Of course, the kids use the computers for more standard educational pursuits as well. The school’s principal, Patricia Peña Cornejo, said that assignments often require students to search the Web for basic information, such as facts about local flora and fauna. “I am happy because I see how the children learn,” she said. “The communication between the students is better. They talk to each other about things they saw on the Internet.” Students are directed to educational Web pages; some other sites have been blocked by the ministry, Cornejo said. But one of the biggest benefits she sees is the possibility of access to instructional materials and digital books. (The Arahuay computers didn’t come loaded with books, but some were apparently downloaded later.) “The people are very poor here and don’t have many books,” added one teacher, Judith Inocente Olórtequi. “Not all kids can buy books.”

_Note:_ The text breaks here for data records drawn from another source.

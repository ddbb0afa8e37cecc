//! Disease detection handler.
//!
//! Accepts a single multipart `image` field, forwards it to the hosted
//! classifier as a base64 data URL, and wraps whatever comes back.

use std::time::Instant;

use axum::extract::multipart::{Multipart, MultipartRejection};
use axum::extract::State;
use axum::http::StatusCode;
use axum::Json;
use flora_models::{is_image_mime, DiseaseEnvelope};
use tracing::{error, info};

use crate::error::{ApiError, ApiResult};
use crate::metrics;
use crate::state::AppState;

/// Name of the multipart field carrying the leaf image.
pub const IMAGE_FIELD: &str = "image";

/// Uploaded image, validated.
#[derive(Debug)]
pub struct ImageUpload {
    pub file_name: Option<String>,
    pub content_type: String,
    pub bytes: Vec<u8>,
}

/// Pull the `image` field out of a multipart body.
///
/// Rejects missing or empty files, non-image content types, and files over
/// `max_bytes`. Other fields are ignored.
pub async fn read_image_upload(mut multipart: Multipart, max_bytes: usize) -> ApiResult<ImageUpload> {
    loop {
        let field = match multipart.next_field().await {
            Ok(Some(field)) => field,
            Ok(None) => return Err(ApiError::MissingImage(None)),
            Err(e) if e.status() == StatusCode::PAYLOAD_TOO_LARGE => {
                return Err(ApiError::ImageTooLarge { limit: max_bytes })
            }
            Err(e) => return Err(ApiError::MissingImage(Some(e.body_text()))),
        };

        if field.name() != Some(IMAGE_FIELD) {
            continue;
        }

        let content_type = field
            .content_type()
            .unwrap_or("application/octet-stream")
            .to_string();
        if !is_image_mime(&content_type) {
            return Err(ApiError::NotAnImage(content_type));
        }

        let file_name = field.file_name().map(|s| s.to_string());
        let bytes = match field.bytes().await {
            Ok(bytes) => bytes,
            Err(e) if e.status() == StatusCode::PAYLOAD_TOO_LARGE => {
                return Err(ApiError::ImageTooLarge { limit: max_bytes })
            }
            Err(e) => return Err(ApiError::MissingImage(Some(e.body_text()))),
        };

        if bytes.is_empty() {
            return Err(ApiError::MissingImage(None));
        }
        if bytes.len() > max_bytes {
            return Err(ApiError::ImageTooLarge { limit: max_bytes });
        }

        return Ok(ImageUpload {
            file_name,
            content_type,
            bytes: bytes.to_vec(),
        });
    }
}

fn rejection_reason(err: &ApiError) -> &'static str {
    match err {
        ApiError::NotAnImage(_) => "not_image",
        ApiError::ImageTooLarge { .. } => "too_large",
        _ => "missing",
    }
}

/// POST /api/disease
pub async fn detect_disease(
    State(state): State<AppState>,
    multipart: Result<Multipart, MultipartRejection>,
) -> ApiResult<Json<DiseaseEnvelope>> {
    let multipart = multipart.map_err(|e| ApiError::MissingImage(Some(e.body_text())))?;

    let upload = match read_image_upload(multipart, state.config.max_upload_bytes).await {
        Ok(upload) => upload,
        Err(e) => {
            metrics::record_upload_rejected(rejection_reason(&e));
            info!(error = %e, "Rejected disease upload");
            return Err(e);
        }
    };

    metrics::record_upload_bytes(upload.bytes.len());
    info!(
        file = upload.file_name.as_deref().unwrap_or("<unnamed>"),
        content_type = %upload.content_type,
        size = upload.bytes.len(),
        "Image received, sending to disease service"
    );

    let source = state.ml.config().disease_url.clone();
    let start = Instant::now();
    let result = state
        .ml
        .classify_image(&upload.content_type, &upload.bytes)
        .await;
    let elapsed = start.elapsed().as_secs_f64();

    match result {
        Ok(prediction) => {
            metrics::record_upstream_call("disease", "ok", elapsed);
            info!(duration_ms = (elapsed * 1000.0) as u64, "Disease service responded");
            Ok(Json(DiseaseEnvelope::new(source, prediction)))
        }
        Err(e) => {
            metrics::record_upstream_call("disease", e.kind(), elapsed);
            error!(error = %e, "Disease detection failed");
            Err(ApiError::DiseaseUpstream(e))
        }
    }
}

I asked nine-year-old Nilton Quispicóndor whether he liked his laptop. “Sí!” he replied enthusiastically, as he toted the computer home from school. The concrete house he lives in is dark and roofed with corrugated steel; it has no electricity, but the laptops can be charged at school, and a charge lasts four to eight hours. Sacks of potatoes sat in the cluttered kitchen. Asked about his typical after-school routine, Nilton replied, “First I have lunch, then I change my clothes, then I play with my laptop.” He opened up Tetris and played a round. Then he opened the drawing program and drew a picture of a house with a pitched roof, a door, and windows. Last, he opened a digital copy of “Las Habichuelas Mágicas,” the Spanish-language version of “Jack and the Beanstalk”–a story that Becerra later said must have been downloaded by a teacher. The boy’s father, Huber Quispicóndor, a 48-year-old who tends a chacra (small farm) of potatoes and corn, watched with pride. “He knows how to use the computer–he knows how to use every part of it,” Huber said in uneven Spanish (he speaks Quechua, an indigenous language). “Above all, it is more knowledge for him.”
I asked whether the machines had broken down or been misused, but I heard no horror stories. True, teachers and administrators may have been wary of criticizing a ministry effort, and for my part, I faced a language barrier. But my impressions were of a proud and supportive father, effusive teachers, and kids making creative use of their laptops. I asked Becerra what Peru wanted for children like Nilton. “Our hope for him is that he will have hope,” he said. “So we are giving them the chance to look for a different future–or the same, but by choice, not by force. These children who didn’t have any expectation about life, other than to become farmers, now can think about being engineers, designing computers, being teachers–as any other child should, worldwide.” The challenge, Becerra said, “is how to transmit a technology and a knowledge that people in the poor areas never saw, and never heard of.”
Opportunities and Disasters
And by all accounts, that challenge dwarfs those associated with designing the laptop in the first place. Fernando Reimers, director of global education at the Harvard Graduate School of Education, recalls a scene he witnessed in Peru during an earlier effort to put PCs in certain schools. Visiting a school in the town of Trujillo, Reimers found that the computers were kept in one room. The teachers were so concerned about dust, which they understood could damage the machines, that they kept the windows closed and the door locked, and frequently polished the floor with a petroleum-based cleaner. The result: a suffocating, smelly shrine to unused technology. “I am very positive on the potential of innovation to make things happen,” Reimers says. “I also know that in education, when it comes to large-scale reform, the devil is in the implementation. Sometimes implementations can take great opportunities and turn them into disasters.”
Reimers pointed out that Peru faces no small challenge in ensuring that the machines get where they’re supposed to go (and aren’t stolen once there), and in seeing that thousands of teachers learn how to use them, keep them maintained, and share successful experiences with each other. But while Reimers and other educators were apprehensive about Peru’s capacity to sustain the program in far-flung locations, they also saw undeniable potential. “The schools really urgently need something that can bring information from outside, and it’s not likely to be a library of books,” says Marcia Koth de Paredes, who spent 26 years as executive director of the Fulbright Scholar Program in Peru. If the children tap the laptops’ content, she says, the machines can only be a positive force.